[Opening Data for review section]

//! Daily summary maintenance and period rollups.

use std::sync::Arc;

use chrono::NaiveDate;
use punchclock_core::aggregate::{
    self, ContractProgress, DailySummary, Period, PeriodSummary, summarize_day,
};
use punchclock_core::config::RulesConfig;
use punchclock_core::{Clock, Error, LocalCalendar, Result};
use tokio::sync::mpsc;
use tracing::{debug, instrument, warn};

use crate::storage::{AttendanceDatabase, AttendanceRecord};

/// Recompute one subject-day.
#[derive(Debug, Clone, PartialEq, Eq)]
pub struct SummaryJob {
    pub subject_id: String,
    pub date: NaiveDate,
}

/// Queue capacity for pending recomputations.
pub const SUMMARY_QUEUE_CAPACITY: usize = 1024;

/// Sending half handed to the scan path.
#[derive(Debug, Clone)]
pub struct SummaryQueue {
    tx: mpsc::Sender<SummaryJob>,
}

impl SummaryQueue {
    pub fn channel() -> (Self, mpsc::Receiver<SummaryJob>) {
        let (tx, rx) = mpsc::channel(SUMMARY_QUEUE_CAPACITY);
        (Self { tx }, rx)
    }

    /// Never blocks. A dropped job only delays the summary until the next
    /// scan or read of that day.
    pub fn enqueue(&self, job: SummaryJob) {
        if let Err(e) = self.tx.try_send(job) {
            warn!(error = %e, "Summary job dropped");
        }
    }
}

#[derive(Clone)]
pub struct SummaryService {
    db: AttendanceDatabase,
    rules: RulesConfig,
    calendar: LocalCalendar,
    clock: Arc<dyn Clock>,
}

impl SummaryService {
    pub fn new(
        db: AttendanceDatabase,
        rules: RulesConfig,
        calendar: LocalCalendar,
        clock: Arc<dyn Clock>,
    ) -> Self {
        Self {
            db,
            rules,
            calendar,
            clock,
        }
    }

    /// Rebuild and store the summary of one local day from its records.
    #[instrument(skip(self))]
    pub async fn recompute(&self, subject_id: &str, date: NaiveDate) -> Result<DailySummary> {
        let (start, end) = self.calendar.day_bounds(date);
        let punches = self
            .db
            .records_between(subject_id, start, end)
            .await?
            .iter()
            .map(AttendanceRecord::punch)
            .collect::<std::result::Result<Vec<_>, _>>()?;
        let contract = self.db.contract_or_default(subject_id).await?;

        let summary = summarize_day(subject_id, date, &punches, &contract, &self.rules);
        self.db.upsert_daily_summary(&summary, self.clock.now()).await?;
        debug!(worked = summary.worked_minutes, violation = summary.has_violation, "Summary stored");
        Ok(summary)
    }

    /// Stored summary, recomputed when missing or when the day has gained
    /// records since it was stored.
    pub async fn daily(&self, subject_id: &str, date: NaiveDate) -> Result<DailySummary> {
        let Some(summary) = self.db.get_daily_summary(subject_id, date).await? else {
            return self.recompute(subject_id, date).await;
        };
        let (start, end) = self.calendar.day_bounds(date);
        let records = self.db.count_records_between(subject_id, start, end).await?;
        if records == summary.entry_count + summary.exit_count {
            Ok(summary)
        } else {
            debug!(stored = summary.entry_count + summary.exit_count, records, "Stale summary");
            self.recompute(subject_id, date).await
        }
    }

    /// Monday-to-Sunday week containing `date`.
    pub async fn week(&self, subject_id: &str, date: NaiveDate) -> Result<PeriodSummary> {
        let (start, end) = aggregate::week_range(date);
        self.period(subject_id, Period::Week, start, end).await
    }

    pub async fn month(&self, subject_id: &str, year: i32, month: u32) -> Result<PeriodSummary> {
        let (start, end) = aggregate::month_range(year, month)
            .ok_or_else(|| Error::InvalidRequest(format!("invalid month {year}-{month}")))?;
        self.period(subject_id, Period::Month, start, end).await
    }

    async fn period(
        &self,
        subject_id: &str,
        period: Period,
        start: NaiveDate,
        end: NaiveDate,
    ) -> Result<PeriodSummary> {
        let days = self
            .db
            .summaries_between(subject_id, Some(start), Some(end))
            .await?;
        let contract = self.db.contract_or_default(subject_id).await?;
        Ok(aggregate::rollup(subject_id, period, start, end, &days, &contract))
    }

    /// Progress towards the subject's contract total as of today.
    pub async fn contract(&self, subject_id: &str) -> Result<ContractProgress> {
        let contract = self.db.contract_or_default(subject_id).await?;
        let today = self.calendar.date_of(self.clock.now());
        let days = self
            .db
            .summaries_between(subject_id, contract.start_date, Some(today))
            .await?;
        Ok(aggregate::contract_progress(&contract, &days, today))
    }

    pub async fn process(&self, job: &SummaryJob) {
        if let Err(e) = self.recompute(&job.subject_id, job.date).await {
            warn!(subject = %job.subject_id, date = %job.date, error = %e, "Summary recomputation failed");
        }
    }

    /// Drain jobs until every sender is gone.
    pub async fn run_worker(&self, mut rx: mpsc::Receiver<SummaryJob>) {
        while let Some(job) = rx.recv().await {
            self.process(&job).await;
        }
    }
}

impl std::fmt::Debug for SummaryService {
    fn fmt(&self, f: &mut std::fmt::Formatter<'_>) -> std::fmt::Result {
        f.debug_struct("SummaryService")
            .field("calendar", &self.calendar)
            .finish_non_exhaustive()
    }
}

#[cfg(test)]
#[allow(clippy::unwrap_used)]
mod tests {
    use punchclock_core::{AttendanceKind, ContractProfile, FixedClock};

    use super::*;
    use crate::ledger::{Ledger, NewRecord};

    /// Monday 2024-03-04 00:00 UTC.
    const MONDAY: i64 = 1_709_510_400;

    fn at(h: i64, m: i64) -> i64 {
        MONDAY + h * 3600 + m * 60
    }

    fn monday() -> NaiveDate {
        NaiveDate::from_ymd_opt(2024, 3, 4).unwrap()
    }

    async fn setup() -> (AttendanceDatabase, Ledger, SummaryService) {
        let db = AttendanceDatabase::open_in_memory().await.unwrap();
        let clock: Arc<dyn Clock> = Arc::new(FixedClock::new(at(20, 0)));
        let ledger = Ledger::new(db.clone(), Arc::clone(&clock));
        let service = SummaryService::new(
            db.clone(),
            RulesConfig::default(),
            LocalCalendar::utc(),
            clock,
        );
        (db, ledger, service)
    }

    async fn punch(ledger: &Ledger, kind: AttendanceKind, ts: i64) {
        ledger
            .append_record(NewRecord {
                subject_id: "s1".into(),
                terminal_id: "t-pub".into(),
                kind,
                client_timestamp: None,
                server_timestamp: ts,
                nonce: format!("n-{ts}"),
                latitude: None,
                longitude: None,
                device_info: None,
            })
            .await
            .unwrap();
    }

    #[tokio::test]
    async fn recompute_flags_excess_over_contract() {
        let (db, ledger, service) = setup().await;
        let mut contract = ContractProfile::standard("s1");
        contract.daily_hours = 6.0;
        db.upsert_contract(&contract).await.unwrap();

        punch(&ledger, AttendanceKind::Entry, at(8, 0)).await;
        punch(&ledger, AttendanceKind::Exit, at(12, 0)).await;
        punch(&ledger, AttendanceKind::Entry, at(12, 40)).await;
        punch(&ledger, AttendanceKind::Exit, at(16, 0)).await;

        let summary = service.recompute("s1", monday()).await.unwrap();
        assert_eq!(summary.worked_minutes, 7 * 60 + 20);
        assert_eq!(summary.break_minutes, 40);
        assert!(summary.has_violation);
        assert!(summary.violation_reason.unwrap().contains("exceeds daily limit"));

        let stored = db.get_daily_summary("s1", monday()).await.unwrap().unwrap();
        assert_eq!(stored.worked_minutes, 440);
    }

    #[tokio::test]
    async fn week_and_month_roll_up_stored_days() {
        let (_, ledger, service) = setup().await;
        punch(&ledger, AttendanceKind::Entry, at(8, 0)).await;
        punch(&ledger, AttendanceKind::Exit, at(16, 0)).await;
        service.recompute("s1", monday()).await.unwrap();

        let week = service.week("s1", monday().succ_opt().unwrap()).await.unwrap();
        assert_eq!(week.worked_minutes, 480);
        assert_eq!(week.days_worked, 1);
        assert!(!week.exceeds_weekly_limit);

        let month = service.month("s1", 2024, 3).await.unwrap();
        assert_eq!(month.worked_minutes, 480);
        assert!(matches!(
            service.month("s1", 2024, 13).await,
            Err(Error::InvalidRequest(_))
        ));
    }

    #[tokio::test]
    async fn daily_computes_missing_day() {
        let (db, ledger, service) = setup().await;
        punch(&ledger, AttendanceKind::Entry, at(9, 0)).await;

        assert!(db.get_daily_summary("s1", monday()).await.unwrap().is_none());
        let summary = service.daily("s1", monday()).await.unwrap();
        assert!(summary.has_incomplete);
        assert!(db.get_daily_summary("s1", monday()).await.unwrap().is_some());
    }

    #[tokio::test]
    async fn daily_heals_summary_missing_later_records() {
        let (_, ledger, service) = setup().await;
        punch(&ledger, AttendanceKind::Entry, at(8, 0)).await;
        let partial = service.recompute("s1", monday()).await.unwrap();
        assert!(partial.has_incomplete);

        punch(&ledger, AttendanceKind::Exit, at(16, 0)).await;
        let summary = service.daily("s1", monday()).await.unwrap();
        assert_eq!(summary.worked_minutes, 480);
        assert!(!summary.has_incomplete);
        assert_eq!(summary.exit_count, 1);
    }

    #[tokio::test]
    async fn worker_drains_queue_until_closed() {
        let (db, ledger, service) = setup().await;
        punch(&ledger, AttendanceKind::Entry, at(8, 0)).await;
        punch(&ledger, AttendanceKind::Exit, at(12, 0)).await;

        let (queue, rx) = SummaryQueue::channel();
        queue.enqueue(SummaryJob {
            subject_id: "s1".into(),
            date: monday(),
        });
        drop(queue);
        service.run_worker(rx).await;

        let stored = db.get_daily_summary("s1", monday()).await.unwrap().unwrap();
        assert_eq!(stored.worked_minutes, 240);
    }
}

[Closing Data for review section]

What the exercise asks: Read the material above and copy out each line holding "ContractProfile".

Solution for this task:
    use punchclock_core::{AttendanceKind, ContractProfile, FixedClock};
        let mut contract = ContractProfile::standard("s1");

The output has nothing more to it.